One really interesting and surprising result from your analysis of conference speakers was how significantly the percentage of female speakers increased between SB 3.0 in 2007 and SB 5.0 in 2011. How does such a big change happen? What effect do you think this has on the community overall?

This was a result we did not expect at all! When we discovered this, we quickly thought that a proactive gender policy had been put in place. So we tried to understand better what happened and we learned that the first two SB conferences were organized in an quite informal manner, but then the BioBrick foundation took charge of it. They told us that they were very aware of gender bias issues, and that they do as much as they can to move into the right direction. We think that having women speakers at conference is very important. Speakers act as role models and this proactive gender policy also counterbalances self censorship from women as well as existing obstacles for them to move up the professional ladder.

What about gender diversity on iGEM teams? What did you find when you looked at the gender diversity of winning teams?

Even with students, we discovered a gender bias existed! In iGEM, participating teams have a sex ratio of 37% women. And this is an issue because we do better science when we work together. And this was seen in iGEM, as prize winner teams in iGEM are more gender balanced than participating teams (45% vs 37%).

How do you see your results influencing iGEM and the synthetic biology community?

We had the chance of presenting our results in the regional jamboree of iGEM in front of all the European teams. That represents more than 700 hundred people. It generated a lot of debate and everyone started talking about it! For us it was a huge success, because our goal with this study is to make as many people as possible aware of this issue. We think that when people are aware of those biases and stereotypes, they will be less likely to convey and tolerate them. The iGEM foundation which organizes iGEM also showed strong enthusiasm. They are very motivated to develop an active gender policy to get rid of those biases. With those first reactions and the one we hope to generate in the world jamboree, we do hope to spark the interest of many young scientists that will then carry on this message home.

Why is gender diversity important, and how do you think these numbers can improve in future generations?

We think that sparking the interest of the whole community will create a dynamic that will translate into concrete actions.

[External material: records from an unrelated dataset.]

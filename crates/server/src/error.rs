use axum::extract::rejection::{JsonRejection, QueryRejection};
use axum::http::StatusCode;
use axum::response::{IntoResponse, Response};
use axum::Json;
use catalog::{CatalogError, FieldError};
use chrono::{DateTime, Utc};
use serde::{Deserialize, Serialize};

pub type ServerResult<T> = Result<T, ServerError>;

/// Server error types
#[derive(Debug, thiserror::Error)]
pub enum ServerError {
    #[error("API key required. Provide it in the 'x-api-key' header")]
    Unauthorized,

    #[error("Invalid API key")]
    Forbidden,

    #[error("{0}")]
    NotFound(String),

    #[error("Validation failed")]
    Validation(Vec<FieldError>),

    #[error("{0}")]
    InvalidArgument(String),

    #[error("Bad request: {0}")]
    BadRequest(String),

    #[error("Request body too large: {0}")]
    PayloadTooLarge(String),

    #[error("Request timed out")]
    Timeout,

    #[error("Internal server error: {0}")]
    Internal(String),
}

/// API error response structure
#[derive(Debug, Clone, Serialize, Deserialize)]
pub struct ErrorResponse {
    pub error: ErrorDetail,
}

#[derive(Debug, Clone, Serialize, Deserialize)]
pub struct ErrorDetail {
    #[serde(rename = "type")]
    pub kind: String,
    pub message: String,
    pub details: Option<serde_json::Value>,
    pub timestamp: DateTime<Utc>,
    /// Filled in by [`render_errors`](crate::middleware::render_errors).
    pub path: Option<String>,
}

/// Attached to error responses so the formatting middleware can log the
/// full cause and stamp the request path.
#[derive(Debug, Clone)]
pub struct ErrorReport {
    pub detail: ErrorDetail,
    pub cause: String,
}

impl ServerError {
    /// Get HTTP status code for this error
    pub fn status_code(&self) -> StatusCode {
        match self {
            ServerError::Unauthorized => StatusCode::UNAUTHORIZED,
            ServerError::Forbidden => StatusCode::FORBIDDEN,
            ServerError::NotFound(_) => StatusCode::NOT_FOUND,
            ServerError::Validation(_)
            | ServerError::InvalidArgument(_)
            | ServerError::BadRequest(_) => StatusCode::BAD_REQUEST,
            ServerError::PayloadTooLarge(_) => StatusCode::PAYLOAD_TOO_LARGE,
            ServerError::Timeout => StatusCode::REQUEST_TIMEOUT,
            ServerError::Internal(_) => StatusCode::INTERNAL_SERVER_ERROR,
        }
    }

    /// Get error type name
    pub fn error_type(&self) -> &'static str {
        match self {
            ServerError::Unauthorized => "UnauthorizedError",
            ServerError::Forbidden => "ForbiddenError",
            ServerError::NotFound(_) => "NotFoundError",
            ServerError::Validation(_) => "ValidationError",
            ServerError::InvalidArgument(_) => "InvalidArgumentError",
            ServerError::BadRequest(_) => "BadRequestError",
            ServerError::PayloadTooLarge(_) => "PayloadTooLargeError",
            ServerError::Timeout => "TimeoutError",
            ServerError::Internal(_) => "InternalError",
        }
    }

    fn public_message(&self) -> String {
        match self {
            // Never echo internal causes to clients.
            ServerError::Internal(_) => "Internal server error".to_string(),
            other => other.to_string(),
        }
    }

    fn details(&self) -> Option<serde_json::Value> {
        match self {
            ServerError::Validation(errors) => serde_json::to_value(errors).ok(),
            _ => None,
        }
    }
}

impl IntoResponse for ServerError {
    fn into_response(self) -> Response {
        let status = self.status_code();
        let detail = ErrorDetail {
            kind: self.error_type().to_string(),
            message: self.public_message(),
            details: self.details(),
            timestamp: Utc::now(),
            path: None,
        };
        let report = ErrorReport {
            detail: detail.clone(),
            cause: self.to_string(),
        };

        let mut response = (status, Json(ErrorResponse { error: detail })).into_response();
        response.extensions_mut().insert(report);
        response
    }
}

impl From<CatalogError> for ServerError {
    fn from(err: CatalogError) -> Self {
        match err {
            CatalogError::NotFound { id } => ServerError::NotFound(format!("Product {id} not found")),
            CatalogError::Validation(errors) => ServerError::Validation(errors),
            CatalogError::InvalidArgument(msg) => ServerError::InvalidArgument(msg),
            other => ServerError::Internal(other.to_string()),
        }
    }
}

impl From<JsonRejection> for ServerError {
    fn from(rejection: JsonRejection) -> Self {
        // `DefaultBodyLimit` surfaces as a length-limit rejection with 413.
        if rejection.status() == StatusCode::PAYLOAD_TOO_LARGE {
            ServerError::PayloadTooLarge(rejection.body_text())
        } else {
            ServerError::BadRequest(rejection.body_text())
        }
    }
}

impl From<QueryRejection> for ServerError {
    fn from(rejection: QueryRejection) -> Self {
        ServerError::InvalidArgument(rejection.body_text())
    }
}

impl From<serde_json::Error> for ServerError {
    fn from(err: serde_json::Error) -> Self {
        ServerError::Internal(format!("JSON encode error: {err}"))
    }
}
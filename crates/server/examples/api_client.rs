//! Walks through the catalog API against a running server.
//!
//! Start the server first (`cargo run -p catalog-server`), then run
//! `cargo run -p catalog-server --example api_client`.

use reqwest::Client;
use serde_json::{json, Value};

const SERVER_URL: &str = "http://localhost:3000";
const API_KEY: &str = "default-secret-key-123";

#[tokio::main]
async fn main() -> anyhow::Result<()> {
    let client = Client::new();

    println!("1. Health Check:");
    let resp = client.get(format!("{SERVER_URL}/health")).send().await?;
    println!("Status: {}", resp.status());
    println!("Body: {}", resp.text().await?);
    println!();

    println!("2. Request Without API Key:");
    let resp = client
        .get(format!("{SERVER_URL}/api/products"))
        .send()
        .await?;
    println!("Status: {}", resp.status());
    println!("Body: {}", resp.text().await?);
    println!();

    println!("3. List Kitchen Products:");
    let resp = client
        .get(format!("{SERVER_URL}/api/products"))
        .query(&[("category", "kitchen"), ("limit", "5")])
        .header("x-api-key", API_KEY)
        .send()
        .await?;
    println!("Status: {}", resp.status());
    println!("Body: {}", resp.text().await?);
    println!();

    println!("4. Create Product:");
    let resp = client
        .post(format!("{SERVER_URL}/api/products"))
        .header("x-api-key", API_KEY)
        .json(&json!({
            "name": "Standing Desk",
            "description": "Height-adjustable desk",
            "price": 349.0,
            "category": "Office",
            "inStock": true
        }))
        .send()
        .await?;
    println!("Status: {}", resp.status());
    let created: Value = resp.json().await?;
    println!("Body: {created}");
    println!();

    let id = created["data"]["id"].as_str().unwrap_or_default().to_string();

    println!("5. Update Price:");
    let resp = client
        .put(format!("{SERVER_URL}/api/products/{id}"))
        .header("x-api-key", API_KEY)
        .json(&json!({ "price": 299.0 }))
        .send()
        .await?;
    println!("Status: {}", resp.status());
    println!("Body: {}", resp.text().await?);
    println!();

    println!("6. Search:");
    let resp = client
        .get(format!("{SERVER_URL}/api/products/search"))
        .query(&[("q", "desk")])
        .header("x-api-key", API_KEY)
        .send()
        .await?;
    println!("Status: {}", resp.status());
    println!("Body: {}", resp.text().await?);
    println!();

    println!("7. Stats:");
    let resp = client
        .get(format!("{SERVER_URL}/api/products/stats"))
        .header("x-api-key", API_KEY)
        .send()
        .await?;
    println!("Status: {}", resp.status());
    println!("Body: {}", resp.text().await?);
    println!();

    println!("8. Delete Twice:");
    for _ in 0..2 {
        let resp = client
            .delete(format!("{SERVER_URL}/api/products/{id}"))
            .header("x-api-key", API_KEY)
            .send()
            .await?;
        println!("Status: {}", resp.status());
        println!("Body: {}", resp.text().await?);
    }

    Ok(())
}
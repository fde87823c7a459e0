//! Catalog Server - HTTP REST API for the in-memory product catalog
//!
//! This crate exposes a [`catalog::ProductCatalog`] over JSON/HTTP.
//!
//! # Features
//!
//! - **Authentication**: static shared key in the `x-api-key` header
//!   (missing: 401, wrong: 403)
//! - **Middleware**: request ID tracking, structured logging, CORS,
//!   compression, timeouts
//! - **Configuration**: `.env`, optional `catalog-server` file,
//!   `CATALOG_SERVER__*` variables, plus `PORT` and `API_KEY`
//! - **Error Handling**: every failure renders as
//!   `{error: {type, message, details, timestamp, path}}`
//! - **Graceful Shutdown**: SIGTERM / Ctrl+C
//!
//! # Quick Start
//!
//! ```rust,no_run
//! use server::ServerConfig;
//!
//! #[tokio::main]
//! async fn main() -> anyhow::Result<()> {
//!     let config = ServerConfig::load()?;
//!     server::start_server(config).await?;
//!     Ok(())
//! }
//! ```
//!
//! # API Endpoints
//!
//! ## Public Endpoints (No Authentication)
//!
//! - `GET /` - API information
//! - `GET /health` - Liveness probe
//! - `GET /ready` - Readiness probe
//!
//! ## Protected Endpoints (API Key Required, under the base path, default `/api`)
//!
//! - `GET /products` - List with `category`, `inStock`, `search`/`name`, `page`, `limit`
//! - `GET /products/search?q=` - Text search
//! - `GET /products/stats` - Aggregate statistics
//! - `GET /products/{id}` - Fetch one product
//! - `POST /products` - Create (201)
//! - `PUT /products/{id}` - Partial update
//! - `DELETE /products/{id}` - Delete

pub mod config;
pub mod error;
pub mod middleware;
pub mod routes;
pub mod server;
pub mod state;

pub use config::ServerConfig;
pub use error::{ServerError, ServerResult};
pub use server::{build_router, start_server};
pub use state::ServerState;
//! Aggregate counts and price figures over the whole catalog.
use serde::{Deserialize, Serialize};
use std::collections::BTreeMap;

use crate::product::Product;

/// Snapshot statistics. `price_stats` is `None` for an empty catalog.
#[derive(Debug, Clone, PartialEq, Serialize, Deserialize)]
#[serde(rename_all = "camelCase")]
pub struct CatalogStats {
    pub total_count: usize,
    pub in_stock_count: usize,
    pub out_of_stock_count: usize,
    /// Count per literal category string (grouping is case-sensitive).
    pub categories: BTreeMap<String, usize>,
    pub price_stats: Option<PriceStats>,
}

#[derive(Debug, Clone, Copy, PartialEq, Serialize, Deserialize)]
pub struct PriceStats {
    pub lowest: f64,
    pub highest: f64,
    pub average: f64,
}

impl CatalogStats {
    /// Computes everything in a single pass.
    pub fn collect<'a>(products: impl IntoIterator<Item = &'a Product>) -> Self {
        let mut total_count = 0usize;
        let mut in_stock_count = 0usize;
        let mut categories = BTreeMap::new();
        let mut lowest = f64::INFINITY;
        let mut highest = f64::NEG_INFINITY;
        // Running mean: a plain sum overflows for very large finite prices.
        let mut average = 0.0;

        for product in products {
            total_count += 1;
            if product.in_stock {
                in_stock_count += 1;
            }
            *categories.entry(product.category.clone()).or_insert(0) += 1;
            lowest = lowest.min(product.price);
            highest = highest.max(product.price);
            average += (product.price - average) / total_count as f64;
        }

        let price_stats = (total_count > 0).then(|| PriceStats {
            lowest,
            highest,
            average,
        });

        Self {
            total_count,
            in_stock_count,
            out_of_stock_count: total_count - in_stock_count,
            categories,
            price_stats,
        }
    }
}
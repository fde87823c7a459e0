use catalog::{CatalogConfig, PageRequest, ProductCatalog, ProductDraft, ProductFilter};
use criterion::{criterion_group, criterion_main, Criterion, Throughput};
use std::hint::black_box;

fn populated(size: usize) -> ProductCatalog {
    let catalog = ProductCatalog::new(CatalogConfig::default());
    let categories = ["Electronics", "Kitchen", "Office", "Garden"];
    for i in 0..size {
        let draft = ProductDraft::new(format!("product-{i}"), i as f64, categories[i % 4])
            .with_description(format!("description for item {i}"))
            .with_in_stock(i % 2 == 0);
        catalog.create(draft).expect("create");
    }
    catalog
}

fn bench_catalog(c: &mut Criterion) {
    let mut group = c.benchmark_group("catalog");

    for size in [100, 1000, 10_000].iter() {
        let catalog = populated(*size);
        group.throughput(Throughput::Elements(*size as u64));

        let filter = ProductFilter::default().category("kitchen").in_stock(true);
        group.bench_function(format!("list_filtered_{size}"), |b| {
            b.iter(|| {
                catalog
                    .list(black_box(&filter), PageRequest::first(10))
                    .expect("list")
            })
        });

        group.bench_function(format!("search_{size}"), |b| {
            b.iter(|| catalog.search(black_box("item 9")).expect("search"))
        });

        group.bench_function(format!("stats_{size}"), |b| {
            b.iter(|| catalog.stats().expect("stats"))
        });
    }

    group.bench_function("create_single", |b| {
        let catalog = ProductCatalog::new(CatalogConfig::default());
        b.iter(|| {
            catalog
                .create(black_box(ProductDraft::new("bench", 1.0, "Bench")))
                .expect("create")
        })
    });

    group.finish();
}

criterion_group!(benches, bench_catalog);
criterion_main!(benches);
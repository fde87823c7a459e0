use crate::error::ServerResult;
use crate::state::ServerState;
use axum::extract::State;
use axum::response::IntoResponse;
use axum::Json;
use serde_json::json;
use std::sync::Arc;

/// Health check endpoint (liveness)
/// Returns 200 if server is running
pub async fn health_check(State(state): State<Arc<ServerState>>) -> impl IntoResponse {
    Json(json!({
        "status": "healthy",
        "service": "catalog-server",
        "timestamp": chrono::Utc::now().to_rfc3339(),
        "uptime_seconds": state.uptime_seconds(),
    }))
}

/// Readiness check endpoint
/// Returns 200 once the catalog can be read
pub async fn readiness_check(
    State(state): State<Arc<ServerState>>,
) -> ServerResult<impl IntoResponse> {
    let product_count = state.catalog.len()?;

    Ok(Json(json!({
        "status": "ready",
        "service": "catalog-server",
        "timestamp": chrono::Utc::now().to_rfc3339(),
        "uptime_seconds": state.uptime_seconds(),
        "components": {
            "api": "ready",
            "catalog": "ready",
        },
        "product_count": product_count,
    })))
}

If we can all work to follow some guidelines to improve diversity, we really do hope that every new scientist will be aware of this subject and act accordingly to it. As gender balance is a drive for performance, we hope that this will allow to do better science but also a science that works and is useful for everyone and not just a minority. Moreover, mixity is always the first step towards diversity, so we hope that by improving gender equality, science will also become more diverse in a more general way!